Microsoft today confirmed it has been pre-loading the Windows 10 installation bits onto devices whose owners have not "reserved" a copy or expressed interest in the new OS.
The move has upset some users of Windows 7 and Windows 8.1, who have complained that the unsolicited downloads have caused them to exceed their Internet providers' data caps or seized storage space without their consent.
"For those who have chosen to receive automatic updates through Windows Update, we help customers prepare their devices for Windows 10 by downloading the files necessary for future installation," a company spokeswoman said in an email. "This results in a better upgrade experience and ensures the customer's device has the latest software.
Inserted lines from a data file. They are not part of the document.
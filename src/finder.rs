// Entry point wiring: one cached directory, one cached timetable source, one orchestrator

use std::collections::BTreeMap;
use std::sync::Arc;
use tracing::info;

use crate::client::{AirlineApiClient, ClientConfig, ClientError};
use crate::directory::{currency_for, destinations_by_country};
use crate::fetcher::{
    AirportDirectory, AirportMap, CachedAirportDirectory, CachedTimetableFetcher, FetchError,
    TimetableFetcher,
};
use crate::model::{RequestError, SearchRequest};
use crate::search::{ProgressReporter, SearchConfig, SearchOrchestrator, SearchOutcome};

// Owns the caches for the lifetime of the finder; searches started through
// the same finder share them.
pub struct FareFinder<T, D> {
    directory: CachedAirportDirectory<D>,
    orchestrator: SearchOrchestrator<CachedTimetableFetcher<T>>,
}

impl FareFinder<Arc<AirlineApiClient>, Arc<AirlineApiClient>> {
    pub fn connect(client: ClientConfig, search: SearchConfig) -> Result<Self, ClientError> {
        let client = Arc::new(AirlineApiClient::new(client)?);
        Ok(Self::new(Arc::clone(&client), client, search))
    }
}

impl<T: TimetableFetcher, D: AirportDirectory> FareFinder<T, D> {
    pub fn new(timetables: T, airports: D, config: SearchConfig) -> Self {
        let directory = CachedAirportDirectory::with_ttl(airports, config.airports_ttl);
        let fetcher = CachedTimetableFetcher::with_ttl(timetables, config.timetable_ttl);
        Self {
            directory,
            orchestrator: SearchOrchestrator::new(fetcher, config),
        }
    }

    pub async fn airports(&self) -> Result<Arc<AirportMap>, FetchError> {
        self.directory.fetch_airports().await
    }

    // Picker data for `origin`: reachable airports grouped by country
    pub async fn destinations(&self, origin: &str) -> Result<BTreeMap<String, Vec<String>>, FetchError> {
        let airports = self.airports().await?;
        Ok(destinations_by_country(&airports, origin))
    }

    pub async fn currency(&self, origin: &str) -> Result<Option<String>, FetchError> {
        let airports = self.airports().await?;
        Ok(currency_for(&airports, origin).map(str::to_string))
    }

    // Validates `request` and runs it. Invalid requests are rejected before
    // anything is fetched; upstream failures never surface here.
    pub async fn search(
        &self,
        request: &SearchRequest,
        progress: &dyn ProgressReporter,
    ) -> Result<SearchOutcome, RequestError> {
        request.validate()?;
        info!(
            "Searching {} destinations from {} ({} to {})",
            request.destinations.len(),
            request.origin,
            request.date_from,
            request.date_to
        );
        Ok(self.orchestrator.search(request, progress).await)
    }

    pub fn orchestrator(&self) -> &SearchOrchestrator<CachedTimetableFetcher<T>> {
        &self.orchestrator
    }

    pub fn directory(&self) -> &CachedAirportDirectory<D> {
        &self.directory
    }
}
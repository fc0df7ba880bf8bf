// Cheapest-fare finder for a single airline's published timetable

pub mod cache;
pub mod client;
pub mod directory;
pub mod fetcher;
pub mod finder;
pub mod model;
pub mod pairing;
pub mod search;
pub mod supplier;

// Re-export key types for convenience
pub use cache::{CacheConfig, CacheStatsReport, ExpiringCache, TtlCache};
pub use client::{AirlineApiClient, ClientConfig, ClientError};
pub use directory::{currency_for, destinations_by_country, Airport};
pub use fetcher::{
    AirportDirectory, AirportMap, CachedAirportDirectory, CachedTimetableFetcher, FetchError,
    Timetable, TimetableFetcher,
};
pub use finder::FareFinder;
pub use model::{
    booking_link, DestinationBest, FlightLeg, Itinerary, RequestError, Route, SearchRequest,
    StayWindow,
};
pub use pairing::{pair, PairingConstraints, MAX_RESULT_ROWS};
pub use search::{
    DestinationOutcome, DestinationTable, NoProgress, ProgressReporter, SearchConfig,
    SearchOrchestrator, SearchOutcome,
};
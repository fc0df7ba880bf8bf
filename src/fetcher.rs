// Upstream collaborator interfaces (timetables, airport directory) and their cached wrappers

use async_trait::async_trait;
use chrono::NaiveDate;
use std::collections::BTreeMap;
use std::sync::Arc;
use std::time::Duration;
use thiserror::Error;
use tracing::{debug, info};

use crate::cache::{CacheConfig, CacheStatsReport, ExpiringCache, TtlCache};
use crate::directory::Airport;
use crate::model::FlightLeg;

pub const TIMETABLE_TTL: Duration = Duration::from_secs(60 * 60);
pub const AIRPORTS_TTL: Duration = Duration::from_secs(24 * 60 * 60);

#[derive(Error, Debug, Clone, PartialEq)]
pub enum FetchError {
    #[error("Network error: {0}")]
    Network(String),

    #[error("Upstream error: {status_code} - {message}")]
    Status { status_code: u16, message: String },

    #[error("Decode error: {0}")]
    Decode(String),

    #[error("Invalid timestamp: {0}")]
    InvalidTimestamp(String),
}

// Both directions of one route over one date range, zero-price legs already dropped
#[derive(Debug, Clone, Default, PartialEq)]
pub struct Timetable {
    pub outbound: Vec<FlightLeg>,
    pub returns: Vec<FlightLeg>,
}

#[derive(Debug, Clone, PartialEq, Eq, Hash)]
pub struct TimetableKey {
    pub origin: String,
    pub destination: String,
    pub date_from: NaiveDate,
    pub date_to: NaiveDate,
}

impl TimetableKey {
    pub fn new(origin: &str, destination: &str, date_from: NaiveDate, date_to: NaiveDate) -> Self {
        Self {
            origin: origin.to_string(),
            destination: destination.to_string(),
            date_from,
            date_to,
        }
    }
}

pub type AirportMap = BTreeMap<String, Airport>;

#[async_trait]
pub trait TimetableFetcher: Send + Sync + 'static {
    async fn fetch_timetable(
        &self,
        origin: &str,
        destination: &str,
        date_from: NaiveDate,
        date_to: NaiveDate,
    ) -> Result<Arc<Timetable>, FetchError>;
}

#[async_trait]
pub trait AirportDirectory: Send + Sync + 'static {
    async fn fetch_airports(&self) -> Result<Arc<AirportMap>, FetchError>;
}

#[async_trait]
impl<T: TimetableFetcher + ?Sized> TimetableFetcher for Arc<T> {
    async fn fetch_timetable(
        &self,
        origin: &str,
        destination: &str,
        date_from: NaiveDate,
        date_to: NaiveDate,
    ) -> Result<Arc<Timetable>, FetchError> {
        (**self)
            .fetch_timetable(origin, destination, date_from, date_to)
            .await
    }
}

#[async_trait]
impl<T: AirportDirectory + ?Sized> AirportDirectory for Arc<T> {
    async fn fetch_airports(&self) -> Result<Arc<AirportMap>, FetchError> {
        (**self).fetch_airports().await
    }
}

// Wraps a fetcher so each (origin, destination, from, to) key hits upstream
// at most once per validity window, even under concurrent requests.
pub struct CachedTimetableFetcher<F> {
    inner: F,
    cache: ExpiringCache<TimetableKey, Timetable>,
    ttl: Duration,
}

impl<F: TimetableFetcher> CachedTimetableFetcher<F> {
    pub fn new(inner: F) -> Self {
        Self::with_ttl(inner, TIMETABLE_TTL)
    }

    pub fn with_ttl(inner: F, ttl: Duration) -> Self {
        Self {
            inner,
            cache: ExpiringCache::new(CacheConfig::with_ttl(ttl)),
            ttl,
        }
    }

    pub fn cache_stats(&self) -> CacheStatsReport {
        self.cache.stats()
    }

    pub fn inner(&self) -> &F {
        &self.inner
    }
}

#[async_trait]
impl<F: TimetableFetcher> TimetableFetcher for CachedTimetableFetcher<F> {
    async fn fetch_timetable(
        &self,
        origin: &str,
        destination: &str,
        date_from: NaiveDate,
        date_to: NaiveDate,
    ) -> Result<Arc<Timetable>, FetchError> {
        let key = TimetableKey::new(origin, destination, date_from, date_to);
        self.cache
            .get_or_try_insert_with(key, Some(self.ttl), || async {
                let timetable = self
                    .inner
                    .fetch_timetable(origin, destination, date_from, date_to)
                    .await?;
                debug!(
                    "Caching timetable {}-{} ({} outbound, {} return)",
                    origin,
                    destination,
                    timetable.outbound.len(),
                    timetable.returns.len()
                );
                Ok::<_, FetchError>(Arc::unwrap_or_clone(timetable))
            })
            .await
    }
}

// Single-entry cache over the airport directory
pub struct CachedAirportDirectory<D> {
    inner: D,
    cache: ExpiringCache<(), AirportMap>,
    ttl: Duration,
}

impl<D: AirportDirectory> CachedAirportDirectory<D> {
    pub fn new(inner: D) -> Self {
        Self::with_ttl(inner, AIRPORTS_TTL)
    }

    pub fn with_ttl(inner: D, ttl: Duration) -> Self {
        Self {
            inner,
            cache: ExpiringCache::new(CacheConfig {
                max_entries: 1,
                ..CacheConfig::with_ttl(ttl)
            }),
            ttl,
        }
    }

    pub fn cache_stats(&self) -> CacheStatsReport {
        self.cache.stats()
    }

    pub fn inner(&self) -> &D {
        &self.inner
    }
}

#[async_trait]
impl<D: AirportDirectory> AirportDirectory for CachedAirportDirectory<D> {
    async fn fetch_airports(&self) -> Result<Arc<AirportMap>, FetchError> {
        self.cache
            .get_or_try_insert_with((), Some(self.ttl), || async {
                let airports = self.inner.fetch_airports().await?;
                info!("Loaded {} airports into directory cache", airports.len());
                Ok::<_, FetchError>(Arc::unwrap_or_clone(airports))
            })
            .await
    }
}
This is an industry practice that reduces time for installation and ensures device readiness."
If Windows 7 or Windows 8.1 device owners have Windows Update set to the default -- and Microsoft-recommended -- option that lets the operating system download and install security and other bug fixes automatically in the background, Microsoft will push the Windows 10 upgrade files to the drive.
The upgrade, which can range in size from more than 3GB to nearly 6GB, is placed in the hidden "$Windows.~BT" folder, a long-used destination for Windows upgrades. It will sit there, presumably until the user expresses some kind of desire to install Windows 10.
Microsoft has been pre-loading the Windows 10 upgrade on systems since late July, but it was thought that the practice had been limited to PCs whose owners had accepted Microsoft's free offer and "reserved" a copy through an app the Redmond, Wash. company automatically installed this spring and early summer on virtual all consumer PCs running Windows 7 Home and 8.1 Home, and on many machines powered by Windows 7 Professional and Windows 8.1 Pro.
After the Windows 10 upgrade was downloaded to the device, the user was notified through the app that it was ready to install.
This new scheme, however, is vastly different in that the bits are downloaded to the device even though the user has not asked for the upgrade.
Not surprisingly, among the first to notice the I-did-not-ask-for-this upgrade were people who have data caps mandated by their Internet service providers (ISPs), particularly those who relied on a cellular connection to the Internet.
Several commenters in a long thread on Slashdot claimed that they had exceeded their caps because Microsoft downloaded the massive upgrade to their hardware without their approval.